═════ Listed records

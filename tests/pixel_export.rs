use eframe::egui::vec2;
use image_mapper::mapper::render::PixelCanvas;
use image_mapper::{Area, Color, ImageMapper, ImageMapperProps, Map};
use tempfile::tempdir;

fn mapper_over(width: Option<f32>) -> ImageMapper<PixelCanvas> {
    let map = Map::new(
        "export",
        vec![
            Area::rect(10.0, 10.0, 30.0, 30.0).with_pre_fill(Color::rgb(255, 0, 0)),
            Area::circle(60.0, 60.0, 10.0),
        ],
    );
    let props = ImageMapperProps {
        width,
        img_width: Some(80.0),
        line_width: 0.5,
        ..ImageMapperProps::new("base.png", map)
    };
    let mut mapper = ImageMapper::new(props);
    mapper.mount(PixelCanvas::default(), vec2(80.0, 80.0));
    mapper
}

#[test]
fn pixel_surface_holds_only_prefilled_areas() {
    let mapper = mapper_over(None);
    let canvas = mapper.surface().unwrap();
    assert_eq!(canvas.dimensions(), (80, 80));
    assert_eq!(canvas.pixel(20, 20), Color::rgb(255, 0, 0));
    assert_eq!(canvas.pixel(60, 60), Color::TRANSPARENT);
}

#[test]
fn pixel_surface_follows_display_scale() {
    let mapper = mapper_over(Some(40.0));
    let canvas = mapper.surface().unwrap();
    assert_eq!(canvas.dimensions(), (40, 40));
    assert_eq!(canvas.pixel(10, 10), Color::rgb(255, 0, 0));
    assert_eq!(canvas.pixel(20, 20), Color::TRANSPARENT);
}

#[test]
fn composited_png_has_highlight_over_base_image() {
    let dir = tempdir().unwrap();
    let out = dir.path().join("out.png");
    let base = image::RgbaImage::from_pixel(80, 80, image::Rgba([0, 0, 255, 255]));

    let mapper = mapper_over(None);
    mapper
        .surface()
        .unwrap()
        .save_composited_png(&base, &out)
        .unwrap();

    let written = image::open(&out).unwrap().to_rgba8();
    assert_eq!(written.dimensions(), (80, 80));
    assert_eq!(written.get_pixel(20, 20).0, [255, 0, 0, 255]);
    assert_eq!(written.get_pixel(70, 5).0, [0, 0, 255, 255]);
}
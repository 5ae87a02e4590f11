use std::path::Path;
use tracing_subscriber::EnvFilter;

/// Initialise logging. With `debug` the default level is `debug` and can be
/// overridden via `RUST_LOG`; otherwise `info` is forced.
///
/// When `log_file` is given, output goes to that file instead of stderr.
pub fn init(debug: bool, log_file: Option<&Path>) {
    // `RUST_LOG` only applies with debug logging on.
    let level = if debug { "debug" } else { "info" };

    let filter = if debug {
        EnvFilter::try_from_default_env().unwrap_or_else(|_| EnvFilter::new(level))
    } else {
        EnvFilter::new(level)
    };

    let file = log_file.and_then(|path| {
        let name = path.file_name()?;
        let dir = path
            .parent()
            .filter(|p| !p.as_os_str().is_empty())
            .unwrap_or_else(|| Path::new("."));
        Some(tracing_appender::rolling::never(dir, name))
    });

    let _ = match file {
        Some(appender) => tracing_subscriber::fmt()
            .with_env_filter(filter)
            .with_ansi(false)
            .with_writer(appender)
            .try_init(),
        None => tracing_subscriber::fmt()
            .with_env_filter(filter)
            .with_writer(std::io::stderr)
            .try_init(),
    };
}
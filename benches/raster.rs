use criterion::{criterion_group, criterion_main, Criterion};
use eframe::egui::{pos2, vec2};
use image_mapper::mapper::render::PixelCanvas;
use image_mapper::{Area, Color, ImageMapper, ImageMapperProps, Map};

fn grid_map() -> Map {
    let areas = (0..400)
        .map(|i| {
            let x = (i % 20) as f32 * 50.0;
            let y = (i / 20) as f32 * 50.0;
            let area = match i % 3 {
                0 => Area::rect(x, y, x + 40.0, y + 40.0),
                1 => Area::circle(x + 20.0, y + 20.0, 18.0),
                _ => Area::poly(vec![x, y, x + 40.0, y + 5.0, x + 20.0, y + 40.0]),
            };
            area.with_pre_fill(Color::rgba(255, 0, 0, 96))
        })
        .collect();
    Map::new("grid", areas)
}

fn bench_prefill(c: &mut Criterion) {
    let props = ImageMapperProps {
        active: true,
        width: Some(500.0),
        img_width: Some(1000.0),
        ..ImageMapperProps::new("grid.png", grid_map())
    };
    let mut mapper: ImageMapper<PixelCanvas> = ImageMapper::new(props);
    mapper.mount(PixelCanvas::default(), vec2(1000.0, 1000.0));
    c.bench_function("prefill_400_areas", |b| b.iter(|| mapper.init_canvas()));
}

fn bench_hit_test(c: &mut Criterion) {
    let mapper: ImageMapper = ImageMapper::new(ImageMapperProps::new("grid.png", grid_map()));
    c.bench_function("hit_test_last_row", |b| {
        b.iter(|| mapper.hit_test(pos2(990.0, 990.0)))
    });
}

criterion_group!(benches, bench_prefill, bench_hit_test);
criterion_main!(benches);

══════════

:: Requirement ::
Exactly as they stand, write out all of the entries.

:: Response box ::
filename tests/pixel_export.rs
use eframe::egui::vec2;
use image_mapper::mapper::render::PixelCanvas;
use image_mapper::{Area, Color, ImageMapper, ImageMapperProps, Map};
use tempfile::tempdir;

fn mapper_over(width: Option<f32>) -> ImageMapper<PixelCanvas> {
    let map = Map::new(
        "export",
        vec![
            Area::rect(10.0, 10.0, 30.0, 30.0).with_pre_fill(Color::rgb(255, 0, 0)),
            Area::circle(60.0, 60.0, 10.0),
        ],
    );
    let props = ImageMapperProps {
        width,
        img_width: Some(80.0),
        line_width: 0.5,
        ..ImageMapperProps::new("base.png", map)
    };
    let mut mapper = ImageMapper::new(props);
    mapper.mount(PixelCanvas::default(), vec2(80.0, 80.0));
    mapper
}

#[test]
fn pixel_surface_holds_only_prefilled_areas() {
    let mapper = mapper_over(None);
    let canvas = mapper.surface().unwrap();
    assert_eq!(canvas.dimensions(), (80, 80));
    assert_eq!(canvas.pixel(20, 20), Color::rgb(255, 0, 0));
    assert_eq!(canvas.pixel(60, 60), Color::TRANSPARENT);
}

#[test]
fn pixel_surface_follows_display_scale() {
    let mapper = mapper_over(Some(40.0));
    let canvas = mapper.surface().unwrap();
    assert_eq!(canvas.dimensions(), (40, 40));
    assert_eq!(canvas.pixel(10, 10), Color::rgb(255, 0, 0));
    assert_eq!(canvas.pixel(20, 20), Color::TRANSPARENT);
}

#[test]
fn composited_png_has_highlight_over_base_image() {
    let dir = tempdir().unwrap();
    let out = dir.path().join("out.png");
    let base = image::RgbaImage::from_pixel(80, 80, image::Rgba([0, 0, 255, 255]));

    let mapper = mapper_over(None);
    mapper
        .surface()
        .unwrap()
        .save_composited_png(&base, &out)
        .unwrap();

    let written = image::open(&out).unwrap().to_rgba8();
    assert_eq!(written.dimensions(), (80, 80));
    assert_eq!(written.get_pixel(20, 20).0, [255, 0, 0, 255]);
    assert_eq!(written.get_pixel(70, 5).0, [0, 0, 255, 255]);
}
repository 5ae87a02e4590f11
use std::path::Path;
use tracing_subscriber::EnvFilter;

/// Initialise logging. With `debug` the default level is `debug` and can be
/// overridden via `RUST_LOG`; otherwise `info` is forced.
///
/// When `log_file` is given, output goes to that file instead of stderr.
pub fn init(debug: bool, log_file: Option<&Path>) {
    // `RUST_LOG` only applies with debug logging on.
    let level = if debug { "debug" } else { "info" };

    let filter = if debug {
        EnvFilter::try_from_default_env().unwrap_or_else(|_| EnvFilter::new(level))
    } else {
        EnvFilter::new(level)
    };

    let file = log_file.and_then(|path| {
        let name = path.file_name()?;
        let dir = path
            .parent()
            .filter(|p| !p.as_os_str().is_empty())
            .unwrap_or_else(|| Path::new("."));
        Some(tracing_appender::rolling::never(dir, name))
    });

    let _ = match file {
        Some(appender) => tracing_subscriber::fmt()
            .with_env_filter(filter)
            .with_ansi(false)
            .with_writer(appender)
            .try_init(),
        None => tracing_subscriber::fmt()
            .with_env_filter(filter)
            .with_writer(std::io::stderr)
            .try_init(),
    };
}
filename benches/raster.rs
use criterion::{criterion_group, criterion_main, Criterion};
use eframe::egui::{pos2, vec2};
use image_mapper::mapper::render::PixelCanvas;
use image_mapper::{Area, Color, ImageMapper, ImageMapperProps, Map};

fn grid_map() -> Map {
    let areas = (0..400)
        .map(|i| {
            let x = (i % 20) as f32 * 50.0;
            let y = (i / 20) as f32 * 50.0;
            let area = match i % 3 {
                0 => Area::rect(x, y, x + 40.0, y + 40.0),
                1 => Area::circle(x + 20.0, y + 20.0, 18.0),
                _ => Area::poly(vec![x, y, x + 40.0, y + 5.0, x + 20.0, y + 40.0]),
            };
            area.with_pre_fill(Color::rgba(255, 0, 0, 96))
        })
        .collect();
    Map::new("grid", areas)
}

fn bench_prefill(c: &mut Criterion) {
    let props = ImageMapperProps {
        active: true,
        width: Some(500.0),
        img_width: Some(1000.0),
        ..ImageMapperProps::new("grid.png", grid_map())
    };
    let mut mapper: ImageMapper<PixelCanvas> = ImageMapper::new(props);
    mapper.mount(PixelCanvas::default(), vec2(1000.0, 1000.0));
    c.bench_function("prefill_400_areas", |b| b.iter(|| mapper.init_canvas()));
}

fn bench_hit_test(c: &mut Criterion) {
    let mapper: ImageMapper = ImageMapper::new(ImageMapperProps::new("grid.png", grid_map()));
    c.bench_function("hit_test_last_row", |b| {
        b.iter(|| mapper.hit_test(pos2(990.0, 990.0)))
    });
}

criterion_group!(benches, bench_prefill, bench_hit_test);
criterion_main!(benches);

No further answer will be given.